But why would someone want to be mad? Want to be depressed? Because I rose from those ashes. And if they’re swept away, what proof will I have that I rose in the first place? And it’s my secret weapon, my super elixir I can draw from should I ever need it. Because in my anger fantasies, when it’s me against the demons who destroyed my faith and family, it’s how I win. It’s how I find the strength to chew them up and spit them out. So why so much anger? Why do I have such hatred lodged deeply in my heart?
– Because my brother wasn’t just sexually violated at the tender age of twelve, it was at the hands of a man who masqueraded as a messenger of God.
– Because we didn’t know about the abuse until less than a year before his suicide, and he’d suffered alone so long.
– Because the first person at the Diocese my mother told about the abuse admitted the perp was a known pedophile (he now denies this). They knew. The bastards knew.
– Because this same person went straight to the psych ward where my brother was on suicide watch, and heard his confession. Heard his confession for a sin he didn’t
commit. I’ll let you guess why.
– Because Eric wasn’t the only one. There were at least four other suicides related to the same pedophile. It was like mass murder.
– Because his perp is in a low-security facility, living a relatively easy life.
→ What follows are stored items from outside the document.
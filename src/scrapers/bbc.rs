//! BBC News article scraper.
//!
//! Only standard `/news/articles/...` pages are supported; live pages and
//! video posts use different markup and are filtered out at the index step.
//!
//! # Markup
//!
//! | Field | Source element |
//! |-------|----------------|
//! | headline | first `<h1>` |
//! | body | `<p>` inside `div[data-component="text-block"]` |
//! | byline | strings inside `div[data-component="byline-block"]` |
//! | timestamp | `datetime` of `time[data-testid="timestamp"]` |

use super::{Extractor, IndexSource};
use crate::error::{Error, Result};
use crate::http::{HttpRetriever, Retrieval};
use crate::models::ArticleFields;
use itertools::Itertools;
use once_cell::sync::Lazy;
use scraper::{ElementRef, Html, Node, Selector};
use std::collections::BTreeSet;
use std::time::Duration;
use tracing::{debug, info, instrument, warn};
use url::Url;

static HEADLINE: Lazy<Selector> = Lazy::new(|| Selector::parse("h1").unwrap());
static TEXT_BLOCK: Lazy<Selector> =
    Lazy::new(|| Selector::parse(r#"div[data-component="text-block"]"#).unwrap());
static PARAGRAPH: Lazy<Selector> = Lazy::new(|| Selector::parse("p").unwrap());
static BYLINE_BLOCK: Lazy<Selector> =
    Lazy::new(|| Selector::parse(r#"div[data-component="byline-block"]"#).unwrap());
static TIMESTAMP: Lazy<Selector> =
    Lazy::new(|| Selector::parse(r#"time[data-testid="timestamp"]"#).unwrap());
static LINK: Lazy<Selector> = Lazy::new(|| Selector::parse("a[href]").unwrap());

/// Elements serialized without a closing tag.
const VOID_ELEMENTS: &[&str] = &[
    "area", "base", "br", "col", "embed", "hr", "img", "input", "link", "meta", "source", "track", "wbr",
];

/// [`Extractor`] for BBC News article pages.
#[derive(Debug, Clone, Copy, Default)]
pub struct BbcExtractor;

impl Extractor for BbcExtractor {
    fn extract(&self, raw_document: &str) -> ArticleFields {
        let document = Html::parse_document(raw_document);
        let mut fields = ArticleFields::default();

        fields.headline = headline(&document);
        if fields.headline.is_none() {
            warn!("Parse error: headline");
            fields.has_parse_errors = true;
        }

        fields.body = body(&document);
        if fields.body.is_none() {
            warn!("Parse error: body text blocks");
            fields.has_parse_errors = true;
        }

        // Some articles have no byline at all, so absence is not an error
        fields.byline = byline(&document);

        fields.timestamp_text = timestamp(&document);
        if fields.timestamp_text.is_none() {
            warn!("Parse error: timestamp");
            fields.has_parse_errors = true;
        }

        debug!(parse_errors = fields.has_parse_errors, "Extracted BBC article");
        fields
    }
}

fn headline(document: &Html) -> Option<String> {
    let h1 = document.select(&HEADLINE).next()?;
    let text = h1.text().collect::<String>();
    (!text.trim().is_empty()).then_some(text)
}

/// One `<p>` per line, as HTML with class attributes removed so links and
/// emphasis still count as content.
fn body(document: &Html) -> Option<String> {
    let mut paragraphs = Vec::new();
    let mut blocks = document.select(&TEXT_BLOCK).peekable();
    blocks.peek()?;

    for block in blocks {
        let before = paragraphs.len();
        for p in block.select(&PARAGRAPH) {
            let mut html = String::new();
            write_without_classes(p, &mut html);
            paragraphs.push(html);
        }
        if paragraphs.len() == before {
            return None;
        }
    }
    Some(paragraphs.join("\n").trim_end().to_string())
}

/// Serialize `element` as HTML, dropping every `class` attribute in the subtree.
///
/// Generated CSS class names churn between deploys without any edit to the
/// text. Text nodes are escaped the way the HTML serializer escapes them, so
/// text that merely looks like an attribute is kept.
fn write_without_classes(element: ElementRef<'_>, out: &mut String) {
    let el = element.value();
    out.push('<');
    out.push_str(el.name());
    for (name, value) in el.attrs().filter(|(name, _)| *name != "class") {
        out.push(' ');
        out.push_str(name);
        out.push_str("=\"");
        escape_into(value, true, out);
        out.push('"');
    }
    out.push('>');
    if VOID_ELEMENTS.contains(&el.name()) {
        return;
    }

    for child in element.children() {
        match child.value() {
            Node::Text(text) => escape_into(text, false, out),
            Node::Comment(comment) => {
                out.push_str("<!--");
                out.push_str(comment);
                out.push_str("-->");
            }
            Node::Element(_) => {
                if let Some(child) = ElementRef::wrap(child) {
                    write_without_classes(child, out);
                }
            }
            _ => {}
        }
    }

    out.push_str("</");
    out.push_str(el.name());
    out.push('>');
}

fn escape_into(s: &str, attribute: bool, out: &mut String) {
    for c in s.chars() {
        match c {
            '&' => out.push_str("&amp;"),
            '\u{a0}' => out.push_str("&nbsp;"),
            '"' if attribute => out.push_str("&quot;"),
            '<' if !attribute => out.push_str("&lt;"),
            '>' if !attribute => out.push_str("&gt;"),
            _ => out.push(c),
        }
    }
}

fn byline(document: &Html) -> Option<String> {
    let block = document.select(&BYLINE_BLOCK).next()?;
    Some(block.text().join(", "))
}

fn timestamp(document: &Html) -> Option<String> {
    let stamps = document
        .select(&TIMESTAMP)
        .filter_map(|t| t.value().attr("datetime"))
        .collect::<Vec<_>>();
    (!stamps.is_empty()).then(|| stamps.join(", "))
}

/// Article links on a BBC index page, resolved against `base`.
///
/// Keeps `/news/articles/` links and drops their `#comments` variants.
pub fn article_links(html: &str, base: &Url) -> BTreeSet<String> {
    let document = Html::parse_document(html);
    document
        .select(&LINK)
        .filter_map(|a| a.value().attr("href"))
        .filter(|href| href.contains("/news/articles/") && !href.contains("comments"))
        .filter_map(|href| base.join(href).ok())
        .map(|resolved| resolved.to_string())
        .collect()
}

/// [`IndexSource`] reading the BBC News front page through an [`HttpRetriever`].
#[derive(Debug, Clone)]
pub struct BbcIndex<H> {
    retriever: H,
    timeout: Duration,
}

impl<H: HttpRetriever> BbcIndex<H> {
    pub fn new(retriever: H, timeout: Duration) -> Self {
        Self { retriever, timeout }
    }
}

impl<H: HttpRetriever> IndexSource for BbcIndex<H> {
    #[instrument(level = "info", skip(self))]
    async fn candidate_urls(&self, index_url: &str) -> Result<BTreeSet<String>> {
        let base = Url::parse(index_url).map_err(|e| Error::Index(format!("{index_url}: {e}")))?;

        let html = match self.retriever.fetch(index_url, self.timeout).await {
            Retrieval::Success(html) => html,
            other => return Err(Error::Index(format!("{index_url}: {}", other.outcome()))),
        };

        let urls = article_links(&html, &base);
        info!(count = urls.len(), source = index_url, "Indexed BBC article URLs");
        Ok(urls)
    }
}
Torture children for thirty years, forcing some of them to such mental duress that they take their
own lives, and this is the punishment you get.
– Because some of those who shuffled this pedophile around from parish to parish, knowing full well what he was capable of, are still held in high respect in the community.
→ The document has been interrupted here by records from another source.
//! Change detection: deciding whether fetched content is a new version.

use crate::error::Result;
use crate::models::ArticleFields;
use crate::store::snapshots;
use chrono::{DateTime, Utc};
use sqlx::SqliteConnection;
use tracing::{debug, info};

/// What the detector did with one successfully extracted page.
#[derive(Debug, Clone, Copy, PartialEq, Eq)]
pub struct Detection {
    /// The content differs from a previously stored version.
    pub changed: bool,
    /// Set whenever a snapshot was appended, including the first one.
    pub snapshot_id: Option<i64>,
}

impl Detection {
    /// First stored version of an article.
    pub fn is_new(&self) -> bool {
        !self.changed && self.snapshot_id.is_some()
    }
}

/// Compares extracted fields with the latest stored snapshot and appends
/// a new one when they differ (or none exists yet).
#[derive(Debug, Clone, Copy)]
pub struct ChangeDetector {
    keep_raw_content: bool,
}

impl ChangeDetector {
    pub fn new(keep_raw_content: bool) -> Self {
        Self { keep_raw_content }
    }

    /// Runs on the caller's connection so the snapshot append shares the
    /// caller's transaction with the fetch record that follows it.
    pub async fn detect(
        &self,
        conn: &mut SqliteConnection,
        url: &str,
        fields: &ArticleFields,
        fetched_at: DateTime<Utc>,
        raw_content: &str,
    ) -> Result<Detection> {
        let raw = self.keep_raw_content.then_some(raw_content);

        let Some(latest) = snapshots::latest(conn, url).await? else {
            let id = snapshots::append(conn, url, fetched_at, raw, fields).await?;
            info!(%url, snapshot_id = id, "Stored first version");
            return Ok(Detection {
                changed: false,
                snapshot_id: Some(id),
            });
        };

        if latest.fields == *fields {
            debug!(%url, "Content unchanged");
            return Ok(Detection {
                changed: false,
                snapshot_id: None,
            });
        }

        let id = snapshots::append(conn, url, fetched_at, raw, fields).await?;
        info!(%url, previous = latest.id, snapshot_id = id, "Article edited; stored new version");
        Ok(Detection {
            changed: true,
            snapshot_id: Some(id),
        })
    }
}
And when they give the invocation at large, community-wide social gatherings, the sound of their voice incites my rage and I refuse to stand up. I won’t pay my respects. I
won’t.
– And there’s more. So much more. So many others. They didn’t just take my brother. They took some of my family who will never be the same. And they took the one thing I
had to fall back on. The one thing I could turn to was gone. My faith.
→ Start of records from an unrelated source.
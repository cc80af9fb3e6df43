//! HTTP retrieval with per-request timeouts and politeness spacing.
//!
//! Retrieval failures are not Rust errors here. A timeout, a refused
//! connection or a 503 all come back as a [`Retrieval`] value the fetch
//! executor records and moves past; only client construction can fail.

use crate::error::Result;
use crate::models::{FetchOutcome, NetworkErrorKind};
use reqwest::{Client, StatusCode, redirect::Policy};
use std::time::Duration;
use tokio::sync::Mutex;
use tokio::time::Instant;
use tracing::{debug, instrument, warn};

/// Result of one retrieval attempt.
#[derive(Debug, Clone, PartialEq, Eq)]
pub enum Retrieval {
    Success(String),
    HttpError(u16),
    NetworkError(NetworkErrorKind),
    Timeout,
}

impl Retrieval {
    pub fn outcome(&self) -> FetchOutcome {
        match self {
            Retrieval::Success(_) => FetchOutcome::Success,
            Retrieval::HttpError(code) => FetchOutcome::HttpError(*code),
            Retrieval::NetworkError(kind) => FetchOutcome::NetworkError(*kind),
            Retrieval::Timeout => FetchOutcome::Timeout,
        }
    }
}

/// Something that can retrieve a document by URL.
///
/// Implemented by [`ReqwestRetriever`] for real traffic and by scripted
/// fakes in tests.
pub trait HttpRetriever {
    /// Retrieve `url`, giving up after `timeout`.
    async fn fetch(&self, url: &str, timeout: Duration) -> Retrieval;
}

/// [`HttpRetriever`] backed by one shared `reqwest` client.
#[derive(Debug, Clone)]
pub struct ReqwestRetriever {
    client: Client,
}

impl ReqwestRetriever {
    pub fn new(user_agent: &str) -> Result<Self> {
        let client = Client::builder()
            .user_agent(user_agent)
            .redirect(Policy::limited(8))
            .build()?;
        Ok(Self { client })
    }

    #[cfg(test)]
    pub fn from_client(client: Client) -> Self {
        Self { client }
    }
}

impl HttpRetriever for ReqwestRetriever {
    #[instrument(level = "debug", skip(self))]
    async fn fetch(&self, url: &str, timeout: Duration) -> Retrieval {
        // reqwest's own timeout covers the body; the outer one also bounds DNS stalls
        let send = self.client.get(url).timeout(timeout).send();
        let response = match tokio::time::timeout(timeout, send).await {
            Err(_) => return Retrieval::Timeout,
            Ok(Err(e)) => return classify_error(&e),
            Ok(Ok(response)) => response,
        };

        let status = response.status();
        if status != StatusCode::OK {
            debug!(%url, status = status.as_u16(), "Non-200 response");
            return Retrieval::HttpError(status.as_u16());
        }

        match response.bytes().await {
            // Pages are served as UTF-8 regardless of what the headers claim
            Ok(body) => Retrieval::Success(String::from_utf8_lossy(&body).into_owned()),
            Err(e) => classify_error(&e),
        }
    }
}

fn classify_error(e: &reqwest::Error) -> Retrieval {
    if e.is_timeout() {
        return Retrieval::Timeout;
    }
    let kind = if e.is_connect() {
        NetworkErrorKind::Connect
    } else if e.is_redirect() {
        NetworkErrorKind::Redirect
    } else if e.is_body() {
        NetworkErrorKind::Body
    } else if e.is_decode() {
        NetworkErrorKind::Decode
    } else if e.is_request() {
        NetworkErrorKind::Request
    } else {
        NetworkErrorKind::Other
    };
    warn!(error = %e, kind = kind.as_str(), "Request failed");
    Retrieval::NetworkError(kind)
}

/// Whether the network path to the source works at all.
///
/// Any HTTP status counts as online since the server answered. Only a
/// timeout or a failure below HTTP means the host or its link is down.
#[instrument(level = "debug", skip(retriever))]
pub async fn probe_online<H: HttpRetriever>(retriever: &H, probe_url: &str, timeout: Duration) -> bool {
    match retriever.fetch(probe_url, timeout).await {
        Retrieval::Success(_) | Retrieval::HttpError(_) => true,
        Retrieval::NetworkError(_) | Retrieval::Timeout => false,
    }
}

/// Hands out request start times at least `spacing` apart.
///
/// Shared by every concurrent fetch task, so the politeness delay holds
/// for the source as a whole rather than per task.
#[derive(Debug)]
pub struct Pacer {
    spacing: Duration,
    next_slot: Mutex<Option<Instant>>,
}

impl Pacer {
    pub fn new(spacing: Duration) -> Self {
        Self {
            spacing,
            next_slot: Mutex::new(None),
        }
    }

    /// Wait until this caller may start its request.
    pub async fn wait_turn(&self) {
        let slot = {
            let mut next = self.next_slot.lock().await;
            let now = Instant::now();
            let slot = match *next {
                Some(reserved) if reserved > now => reserved,
                _ => now,
            };
            *next = Some(slot + self.spacing);
            slot
        };
        tokio::time::sleep_until(slot).await;
    }
}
So, this pain, in my neck and shoulders? This pain, that’s limiting my motions, affecting my entire life? It’s a physical representation of the anger that I carry with me. It hurts. It’s heavy. It’s ruining me. I want to set it down, but I’m scared. Scared that letting go means losing a major part of me. Scared that letting go means losing my connection with Eric. Scared that letting go means admitting defeat.
But they’re not carrying this burden. I am. I wish I could tell you I’ll wake up and be healed. But I won’t because I’m not quite ready. The Roman collar still has me in a chokehold, but not for much longer.